_Information given_
####################

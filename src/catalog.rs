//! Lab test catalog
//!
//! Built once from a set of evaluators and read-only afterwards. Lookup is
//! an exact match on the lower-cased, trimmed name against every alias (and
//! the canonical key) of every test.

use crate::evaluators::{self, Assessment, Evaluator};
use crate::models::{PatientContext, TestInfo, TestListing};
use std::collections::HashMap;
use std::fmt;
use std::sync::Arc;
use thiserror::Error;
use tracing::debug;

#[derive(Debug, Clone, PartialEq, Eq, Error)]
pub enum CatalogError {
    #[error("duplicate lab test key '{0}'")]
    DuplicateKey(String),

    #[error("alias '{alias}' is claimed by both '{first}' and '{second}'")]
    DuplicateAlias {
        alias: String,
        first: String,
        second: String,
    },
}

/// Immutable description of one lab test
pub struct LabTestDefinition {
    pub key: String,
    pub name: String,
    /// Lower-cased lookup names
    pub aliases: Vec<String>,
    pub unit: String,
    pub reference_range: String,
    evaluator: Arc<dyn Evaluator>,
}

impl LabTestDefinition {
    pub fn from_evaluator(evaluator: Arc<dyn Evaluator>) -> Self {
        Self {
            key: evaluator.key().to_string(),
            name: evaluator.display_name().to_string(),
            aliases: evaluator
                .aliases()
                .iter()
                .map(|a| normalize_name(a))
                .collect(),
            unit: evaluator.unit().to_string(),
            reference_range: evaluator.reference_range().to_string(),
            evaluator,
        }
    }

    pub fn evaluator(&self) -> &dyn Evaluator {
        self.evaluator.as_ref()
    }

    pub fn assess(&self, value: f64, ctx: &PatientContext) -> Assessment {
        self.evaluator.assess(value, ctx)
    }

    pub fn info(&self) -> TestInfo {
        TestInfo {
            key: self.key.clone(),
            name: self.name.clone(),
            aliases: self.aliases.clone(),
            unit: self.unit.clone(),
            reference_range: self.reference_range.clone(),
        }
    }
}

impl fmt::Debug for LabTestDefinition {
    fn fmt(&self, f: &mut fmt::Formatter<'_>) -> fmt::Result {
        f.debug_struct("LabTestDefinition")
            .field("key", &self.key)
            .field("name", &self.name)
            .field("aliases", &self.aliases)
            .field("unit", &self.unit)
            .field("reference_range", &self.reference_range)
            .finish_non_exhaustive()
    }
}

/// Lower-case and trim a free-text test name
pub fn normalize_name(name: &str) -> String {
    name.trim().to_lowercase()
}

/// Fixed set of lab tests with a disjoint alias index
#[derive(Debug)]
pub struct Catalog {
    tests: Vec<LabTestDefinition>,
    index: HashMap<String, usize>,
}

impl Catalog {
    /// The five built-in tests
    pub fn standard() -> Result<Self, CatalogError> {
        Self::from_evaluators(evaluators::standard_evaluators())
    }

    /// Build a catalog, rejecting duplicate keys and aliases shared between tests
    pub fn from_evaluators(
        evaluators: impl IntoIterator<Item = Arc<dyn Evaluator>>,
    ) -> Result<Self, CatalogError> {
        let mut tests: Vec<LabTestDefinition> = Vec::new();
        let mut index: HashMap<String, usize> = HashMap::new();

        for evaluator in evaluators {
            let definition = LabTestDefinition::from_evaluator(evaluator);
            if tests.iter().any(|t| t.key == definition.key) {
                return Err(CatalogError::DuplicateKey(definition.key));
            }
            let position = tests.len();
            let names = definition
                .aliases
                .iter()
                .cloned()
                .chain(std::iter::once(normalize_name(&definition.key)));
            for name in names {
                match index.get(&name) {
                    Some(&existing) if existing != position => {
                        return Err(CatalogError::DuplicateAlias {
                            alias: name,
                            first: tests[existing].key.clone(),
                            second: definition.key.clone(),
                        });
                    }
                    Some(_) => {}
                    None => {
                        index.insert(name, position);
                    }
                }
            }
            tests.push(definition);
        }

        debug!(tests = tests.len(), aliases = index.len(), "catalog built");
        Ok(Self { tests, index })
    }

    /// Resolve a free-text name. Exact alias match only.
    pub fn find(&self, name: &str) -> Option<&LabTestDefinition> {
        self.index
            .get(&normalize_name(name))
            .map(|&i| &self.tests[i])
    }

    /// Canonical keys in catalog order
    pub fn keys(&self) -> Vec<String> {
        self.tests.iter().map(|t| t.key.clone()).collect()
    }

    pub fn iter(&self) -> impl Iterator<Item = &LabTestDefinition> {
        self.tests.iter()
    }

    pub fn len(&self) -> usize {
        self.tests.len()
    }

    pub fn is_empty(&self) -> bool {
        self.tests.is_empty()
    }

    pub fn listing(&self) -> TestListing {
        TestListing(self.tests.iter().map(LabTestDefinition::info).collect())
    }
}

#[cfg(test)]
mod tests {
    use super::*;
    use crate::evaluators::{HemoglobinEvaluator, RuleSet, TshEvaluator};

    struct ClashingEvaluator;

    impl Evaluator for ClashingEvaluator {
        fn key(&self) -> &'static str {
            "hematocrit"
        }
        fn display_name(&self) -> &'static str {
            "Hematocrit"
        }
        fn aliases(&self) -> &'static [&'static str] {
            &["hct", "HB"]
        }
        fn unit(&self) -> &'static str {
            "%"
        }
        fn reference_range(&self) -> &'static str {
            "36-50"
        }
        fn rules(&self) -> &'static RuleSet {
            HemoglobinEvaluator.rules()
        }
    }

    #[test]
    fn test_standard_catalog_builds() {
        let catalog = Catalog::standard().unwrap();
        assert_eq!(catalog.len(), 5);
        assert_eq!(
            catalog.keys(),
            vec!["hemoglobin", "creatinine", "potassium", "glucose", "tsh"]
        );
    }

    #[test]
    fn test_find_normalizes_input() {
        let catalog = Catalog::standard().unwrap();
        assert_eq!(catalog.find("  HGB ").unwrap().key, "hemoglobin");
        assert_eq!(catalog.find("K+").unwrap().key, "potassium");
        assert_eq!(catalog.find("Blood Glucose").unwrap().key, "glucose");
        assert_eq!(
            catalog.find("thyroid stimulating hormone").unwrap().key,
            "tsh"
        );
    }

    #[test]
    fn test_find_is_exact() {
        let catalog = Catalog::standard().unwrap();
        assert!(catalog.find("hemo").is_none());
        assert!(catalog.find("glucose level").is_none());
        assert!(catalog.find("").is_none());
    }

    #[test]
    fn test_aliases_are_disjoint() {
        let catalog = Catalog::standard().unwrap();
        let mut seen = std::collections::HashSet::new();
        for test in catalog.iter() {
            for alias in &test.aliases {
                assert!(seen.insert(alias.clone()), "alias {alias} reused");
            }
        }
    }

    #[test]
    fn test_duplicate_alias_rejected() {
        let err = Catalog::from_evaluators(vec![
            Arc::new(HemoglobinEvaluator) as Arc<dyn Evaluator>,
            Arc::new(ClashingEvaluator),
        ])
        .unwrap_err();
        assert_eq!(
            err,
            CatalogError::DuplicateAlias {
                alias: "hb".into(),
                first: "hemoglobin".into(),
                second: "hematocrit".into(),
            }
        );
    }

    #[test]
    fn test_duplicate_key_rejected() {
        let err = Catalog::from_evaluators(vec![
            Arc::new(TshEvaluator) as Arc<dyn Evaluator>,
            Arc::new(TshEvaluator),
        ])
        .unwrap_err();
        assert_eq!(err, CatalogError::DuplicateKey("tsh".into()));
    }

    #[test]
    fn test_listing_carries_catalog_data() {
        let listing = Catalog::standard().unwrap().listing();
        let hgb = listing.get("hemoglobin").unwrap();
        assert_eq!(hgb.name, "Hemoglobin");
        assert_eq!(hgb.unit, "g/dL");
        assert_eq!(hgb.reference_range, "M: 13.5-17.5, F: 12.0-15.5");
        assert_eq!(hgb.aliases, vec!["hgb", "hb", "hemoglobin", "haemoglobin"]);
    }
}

####################

Count every line in the entries above where the word "TshEvaluator" appears; respond with the number alone.

3